Die Auswertung der Feldtests habe zeigte, dass eine schrittweise Anpassung der Mischung aus Ähnlich- und Unähnlichkeit erfolgreich in der Therapie ist. Die Patienten beschäftigten sich zunächst spielerisch mit ihrem digitalen Zwilling. Der Avatar werde mit der Zeit dann schrittweise verfremdet und schließlich durch verschiedene Interaktionsszenarien mit dem "iCub", einem humanoiden Roboter aus dem RobotCub-Projekt, ersetzt.

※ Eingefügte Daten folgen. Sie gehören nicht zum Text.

mod config;
mod server;

use clap::{Parser, Subcommand};
use crate::config::Config;
use crate::server::{ServerState, run_server};
use tracing_subscriber::layer::SubscriberExt;
use tracing_subscriber::util::SubscriberInitExt;

#[derive(Parser)]
#[command(name = "bazaar")]
#[command(about = "Item catalog with deduplicated image storage")]
struct Cli {
    #[command(subcommand)]
    command: Commands,
}

#[derive(Subcommand)]
enum Commands {
    /// Start the server
    Server {
        /// Path to configuration file; defaults and BAZAAR_* variables apply without one
        #[arg(short, long)]
        config: Option<String>,

        /// Prepare the database schema and image directory, then exit
        #[arg(long)]
        init: bool,
    },
}

#[tokio::main]
async fn main() {
    tracing_subscriber::registry()
        .with(
            tracing_subscriber::EnvFilter::try_from_default_env()
                .unwrap_or_else(|_| "bazaar_core=info,bazaar_server=info,tower_http=info".into()),
        )
        .with(tracing_subscriber::fmt::layer())
        .init();

    let cli = Cli::parse();

    match cli.command {
        Commands::Server { config, init } => {
            tracing::info!(
                "Starting Bazaar server with config: {}",
                config.as_deref().unwrap_or("<defaults>")
            );

            let cfg = match Config::load(config.as_deref()) {
                Ok(c) => c,
                Err(e) => {
                    tracing::error!("Failed to load config: {}", e);
                    std::process::exit(1);
                }
            };

            tracing::info!(
                "Database: {}, Images: {}, Bind: {}",
                cfg.storage.db_path.display(),
                cfg.storage.image_dir.display(),
                cfg.server.bind_addr
            );

            if init {
                if let Err(e) = ServerState::new(&cfg) {
                    tracing::error!("Initialization failed: {}", e);
                    std::process::exit(1);
                }
                tracing::info!("Initialization completed (init-only mode)");
                return;
            }

            if let Err(e) = run_server(cfg).await {
                tracing::error!("Server error: {}", e);
                std::process::exit(1);
            }
        }
    }
}
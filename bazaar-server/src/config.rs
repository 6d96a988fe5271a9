use bazaar_core::{BazaarError, Result};
use serde::{Deserialize, Serialize};
use std::path::PathBuf;

const DEFAULT_BIND_ADDR: &str = "0.0.0.0:9000";
const DEFAULT_FRONT_URL: &str = "http://localhost:3000";
const DEFAULT_DB_PATH: &str = "db/catalog.sqlite3";
const DEFAULT_IMAGE_DIR: &str = "images";

#[derive(Debug, Clone, Serialize, Deserialize)]
pub struct Config {
    pub server: ServerConfig,
    pub storage: StorageConfig,
}

#[derive(Debug, Clone, Serialize, Deserialize)]
pub struct ServerConfig {
    pub bind_addr: String,
    /// Only origin allowed by CORS.
    pub front_url: String,
}

#[derive(Debug, Clone, Serialize, Deserialize)]
pub struct StorageConfig {
    pub db_path: PathBuf,
    pub image_dir: PathBuf,
}

impl Config {
    /// Defaults, then the optional file, then `BAZAAR_*` environment variables
    /// (e.g. `BAZAAR_STORAGE__DB_PATH`). `FRONT_URL` is read as the default origin.
    pub fn load(path: Option<&str>) -> Result<Self> {
        let front_url =
            std::env::var("FRONT_URL").unwrap_or_else(|_| DEFAULT_FRONT_URL.to_string());

        let mut builder = ::config::Config::builder()
            .set_default("server.bind_addr", DEFAULT_BIND_ADDR)
            .and_then(|b| b.set_default("server.front_url", front_url))
            .and_then(|b| b.set_default("storage.db_path", DEFAULT_DB_PATH))
            .and_then(|b| b.set_default("storage.image_dir", DEFAULT_IMAGE_DIR))
            .map_err(|e| BazaarError::Config(e.to_string()))?;

        if let Some(path) = path {
            builder = builder.add_source(::config::File::with_name(path));
        }

        let settings = builder
            .add_source(
                ::config::Environment::with_prefix("BAZAAR")
                    .prefix_separator("_")
                    .separator("__"),
            )
            .build()
            .map_err(|e| BazaarError::Config(e.to_string()))?;

        let config: Config = settings
            .try_deserialize()
            .map_err(|e| BazaarError::Config(e.to_string()))?;

        Ok(config)
    }
}

#[cfg(test)]
mod tests {
    use super::*;

    #[test]
    fn test_file_overrides_defaults() {
        let temp_dir = tempfile::tempdir().unwrap();
        let path = temp_dir.path().join("bazaar.toml");
        std::fs::write(
            &path,
            "[storage]\ndb_path = \"/var/lib/bazaar/catalog.sqlite3\"\n",
        )
        .unwrap();

        let config = Config::load(Some(path.to_str().unwrap())).unwrap();
        assert_eq!(
            config.storage.db_path,
            PathBuf::from("/var/lib/bazaar/catalog.sqlite3")
        );
        assert_eq!(config.storage.image_dir, PathBuf::from(DEFAULT_IMAGE_DIR));
        assert_eq!(config.server.bind_addr, DEFAULT_BIND_ADDR);
    }

    #[test]
    fn test_missing_file_is_config_error() {
        let error = Config::load(Some("/nonexistent/bazaar.toml")).unwrap_err();
        assert!(matches!(error, BazaarError::Config(_)));
    }
}
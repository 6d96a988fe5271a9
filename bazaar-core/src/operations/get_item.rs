use crate::{CatalogStore, Item, Result};
use std::sync::Arc;

#[derive(Clone)]
pub struct GetItemOperation {
    catalog_store: Arc<CatalogStore>,
}

#[derive(Debug, Clone)]
pub struct GetItemOperationRequest {
    pub id: i64,
}

#[derive(Debug, Clone, PartialEq, Eq)]
pub enum GetItemOperationOutcome {
    Found(Item),
    NotFound,
}

impl GetItemOperation {
    pub fn new(catalog_store: Arc<CatalogStore>) -> Self {
        Self { catalog_store }
    }

    pub async fn run(&self, request: GetItemOperationRequest) -> Result<GetItemOperationOutcome> {
        match self.catalog_store.get_item(request.id)? {
            Some(item) => Ok(GetItemOperationOutcome::Found(item)),
            None => Ok(GetItemOperationOutcome::NotFound),
        }
    }
}
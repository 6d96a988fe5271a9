use crate::error::{BazaarError, Result};
use crate::storage::category::{Category, CategoryResolver};
use rusqlite::{Connection, OptionalExtension, Row, TransactionBehavior, params};
use serde::Serialize;
use std::path::PathBuf;
use std::time::Duration;

const SELECT_ITEMS: &str = "SELECT items.id, items.name, categories.name, items.image_reference
     FROM items INNER JOIN categories ON items.category_id = categories.id";

/// Item as returned to callers, with the category name joined in.
#[derive(Debug, Clone, PartialEq, Eq, Serialize)]
pub struct Item {
    pub id: i64,
    pub name: String,
    pub category: String,
    /// Content-addressed image reference (`<sha256>.jpg`).
    #[serde(rename = "image")]
    pub image_reference: String,
}

impl Item {
    fn from_row(row: &Row<'_>) -> rusqlite::Result<Self> {
        Ok(Self {
            id: row.get(0)?,
            name: row.get(1)?,
            category: row.get(2)?,
            image_reference: row.get(3)?,
        })
    }
}

/// SQLite-backed catalog. Holds only the database path; every call opens its
/// own connection so concurrent requests rely on SQLite locking alone.
pub struct CatalogStore {
    db_path: PathBuf,
}

impl CatalogStore {
    pub fn new(db_path: PathBuf) -> Result<Self> {
        if let Some(parent) = db_path.parent().filter(|p| !p.as_os_str().is_empty()) {
            std::fs::create_dir_all(parent)?;
        }

        let store = Self { db_path };
        store.init_schema()?;
        Ok(store)
    }

    fn get_conn(&self) -> Result<Connection> {
        let conn = Connection::open(&self.db_path)?;
        conn.execute_batch("PRAGMA foreign_keys = ON;")?;
        conn.busy_timeout(Duration::from_secs(5))?;
        Ok(conn)
    }

    fn init_schema(&self) -> Result<()> {
        let conn = self.get_conn()?;

        conn.execute(
            "CREATE TABLE IF NOT EXISTS categories (
                id INTEGER PRIMARY KEY AUTOINCREMENT,
                name TEXT NOT NULL UNIQUE COLLATE NOCASE
            )",
            [],
        )?;

        conn.execute(
            "CREATE TABLE IF NOT EXISTS items (
                id INTEGER PRIMARY KEY AUTOINCREMENT,
                name TEXT NOT NULL,
                category_id INTEGER NOT NULL REFERENCES categories(id),
                image_reference TEXT NOT NULL
            )",
            [],
        )?;

        conn.execute(
            "CREATE INDEX IF NOT EXISTS idx_items_category_id ON items(category_id)",
            [],
        )?;

        Ok(())
    }

    /// Resolve the category and insert the item in one immediate transaction.
    /// Nothing is visible to other connections unless both steps succeed.
    pub fn create_item(
        &self,
        name: &str,
        category_name: &str,
        image_reference: &str,
    ) -> Result<Item> {
        if name.trim().is_empty() {
            return Err(BazaarError::Validation(
                "item name cannot be empty".to_string(),
            ));
        }

        let mut conn = self.get_conn()?;
        let tx = conn.transaction_with_behavior(TransactionBehavior::Immediate)?;

        let category = CategoryResolver::new(&tx).resolve_or_create(category_name)?;

        tx.execute(
            "INSERT INTO items (name, category_id, image_reference) VALUES (?1, ?2, ?3)",
            params![name, category.id, image_reference],
        )?;
        let item_id = tx.last_insert_rowid();

        let item = select_item(&tx, item_id)?.ok_or_else(|| {
            BazaarError::Internal(format!("item {} missing after insert", item_id))
        })?;

        tx.commit()?;

        tracing::debug!(
            "Created item {} '{}' in category {} with image {}",
            item.id,
            item.name,
            item.category,
            item.image_reference
        );
        Ok(item)
    }

    pub fn get_item(&self, id: i64) -> Result<Option<Item>> {
        let conn = self.get_conn()?;
        select_item(&conn, id)
    }

    /// All items in insertion order.
    pub fn list_items(&self) -> Result<Vec<Item>> {
        let conn = self.get_conn()?;
        let mut stmt = conn.prepare(&format!("{} ORDER BY items.id", SELECT_ITEMS))?;

        let rows = stmt.query_map([], Item::from_row)?;

        let mut items = Vec::new();
        for row in rows {
            items.push(row?);
        }

        Ok(items)
    }

    /// Case-insensitive substring match on item names. The keyword is bound as a
    /// parameter with LIKE wildcards escaped, so it only ever matches literally.
    pub fn search_items(&self, keyword: &str) -> Result<Vec<Item>> {
        let conn = self.get_conn()?;
        let mut stmt = conn.prepare(&format!(
            "{} WHERE items.name LIKE ?1 ESCAPE '\\' ORDER BY items.id",
            SELECT_ITEMS
        ))?;

        let pattern = format!("%{}%", escape_like(keyword));
        let rows = stmt.query_map([pattern], Item::from_row)?;

        let mut items = Vec::new();
        for row in rows {
            items.push(row?);
        }

        Ok(items)
    }

    pub fn list_categories(&self) -> Result<Vec<Category>> {
        let conn = self.get_conn()?;
        CategoryResolver::new(&conn).list()
    }
}

fn select_item(conn: &Connection, id: i64) -> Result<Option<Item>> {
    let item = conn
        .query_row(
            &format!("{} WHERE items.id = ?1", SELECT_ITEMS),
            [id],
            Item::from_row,
        )
        .optional()?;

    Ok(item)
}

fn escape_like(keyword: &str) -> String {
    let mut escaped = String::with_capacity(keyword.len());
    for ch in keyword.chars() {
        if matches!(ch, '%' | '_' | '\\') {
            escaped.push('\\');
        }
        escaped.push(ch);
    }
    escaped
}

#[cfg(test)]
mod tests {
    use super::*;

    fn test_store(temp_dir: &tempfile::TempDir) -> CatalogStore {
        CatalogStore::new(temp_dir.path().join("db").join("catalog.sqlite3")).unwrap()
    }

    #[test]
    fn test_create_and_get_item() {
        let temp_dir = tempfile::tempdir().unwrap();
        let store = test_store(&temp_dir);

        let created = store.create_item("shirt", "clothes", "abc123.jpg").unwrap();
        assert_eq!(created.name, "shirt");
        assert_eq!(created.category, "clothes");
        assert_eq!(created.image_reference, "abc123.jpg");

        let fetched = store.get_item(created.id).unwrap();
        assert_eq!(fetched, Some(created));
    }

    #[test]
    fn test_get_missing_item() {
        let temp_dir = tempfile::tempdir().unwrap();
        let store = test_store(&temp_dir);

        assert_eq!(store.get_item(42).unwrap(), None);
    }

    #[test]
    fn test_category_reused_across_case() {
        let temp_dir = tempfile::tempdir().unwrap();
        let store = test_store(&temp_dir);

        let first = store.create_item("shirt", "clothes", "a.jpg").unwrap();
        let second = store.create_item("jacket", "Clothes", "b.jpg").unwrap();

        assert_eq!(first.category, "clothes");
        assert_eq!(second.category, "clothes");
        assert_eq!(store.list_categories().unwrap().len(), 1);
    }

    #[test]
    fn test_list_items_in_insertion_order() {
        let temp_dir = tempfile::tempdir().unwrap();
        let store = test_store(&temp_dir);

        store.create_item("b-item", "misc", "b.jpg").unwrap();
        store.create_item("a-item", "misc", "a.jpg").unwrap();

        let names: Vec<String> = store
            .list_items()
            .unwrap()
            .into_iter()
            .map(|item| item.name)
            .collect();
        assert_eq!(names, vec!["b-item", "a-item"]);
    }

    #[test]
    fn test_failed_create_leaves_nothing_behind() {
        let temp_dir = tempfile::tempdir().unwrap();
        let store = test_store(&temp_dir);

        let error = store.create_item("", "clothes", "a.jpg").unwrap_err();
        assert!(matches!(error, BazaarError::Validation(_)));

        let error = store.create_item("shirt", "", "a.jpg").unwrap_err();
        assert!(matches!(error, BazaarError::Validation(_)));

        assert!(store.list_items().unwrap().is_empty());
        assert!(store.list_categories().unwrap().is_empty());
    }

    #[test]
    fn test_search_is_case_insensitive_substring() {
        let temp_dir = tempfile::tempdir().unwrap();
        let store = test_store(&temp_dir);

        store.create_item("Blue Shirt", "clothes", "a.jpg").unwrap();
        store.create_item("red shirt", "clothes", "b.jpg").unwrap();
        store.create_item("lamp", "shirts", "c.jpg").unwrap();

        let hits: Vec<String> = store
            .search_items("SHIRT")
            .unwrap()
            .into_iter()
            .map(|item| item.name)
            .collect();
        assert_eq!(hits, vec!["Blue Shirt", "red shirt"]);

        assert_eq!(store.search_items("").unwrap().len(), 3);
        assert!(store.search_items("zzz-no-match").unwrap().is_empty());
    }

    #[test]
    fn test_search_keyword_is_data() {
        let temp_dir = tempfile::tempdir().unwrap();
        let store = test_store(&temp_dir);

        store.create_item("100% cotton", "clothes", "a.jpg").unwrap();
        store.create_item("1000 pieces", "toys", "b.jpg").unwrap();
        store.create_item("snake_case", "books", "c.jpg").unwrap();

        let percent = store.search_items("0%").unwrap();
        assert_eq!(percent.len(), 1);
        assert_eq!(percent[0].name, "100% cotton");

        let underscore = store.search_items("e_c").unwrap();
        assert_eq!(underscore.len(), 1);

        assert!(store.search_items("' OR '1'='1").unwrap().is_empty());
        assert_eq!(store.list_items().unwrap().len(), 3);
    }

    #[test]
    fn test_escape_like() {
        assert_eq!(escape_like("plain"), "plain");
        assert_eq!(escape_like("50%_off\\"), "50\\%\\_off\\\\");
    }
}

3D-Ganzkörsperscanner im Einsatz

DKFI-Wissenschaftler haben nach Institutsangaben eigens für AlterEgo einen 3D-Ganzkörperscanner für die Erstellung der individuellen Avatare realisiert. "Der Scanner erfasst mit Hilfe von 44 Spiegelreflexkameras in Sekundenbruchteilen Bilder aus allen Perspektiven.

Im Anschluss wird ein virtuelles deformierbares Abbild der Person erstellt", erläutert Professor Didier Stricker, Leiter des am Projekt beteiligten DFKI-Forschungsbereichs Erweiterte Realität.

Das neue Scanning-System ermögliche die Erstellung eines individuell animierbaren Modells einer Person innerhalb kürzester Zeit. Die Scanning-Methoden böten über die Reha-Anwendung hinaus großes Potenzial in weiteren auch nicht-medizinischen Bereichen.

"Die automatisierte Erstellung eines digitalen, dreidimensionalen und beweglichen Avatars lässt sich beispielsweise für Filmproduktionen oder interaktive Computerspiele einsetzen", so Stricker.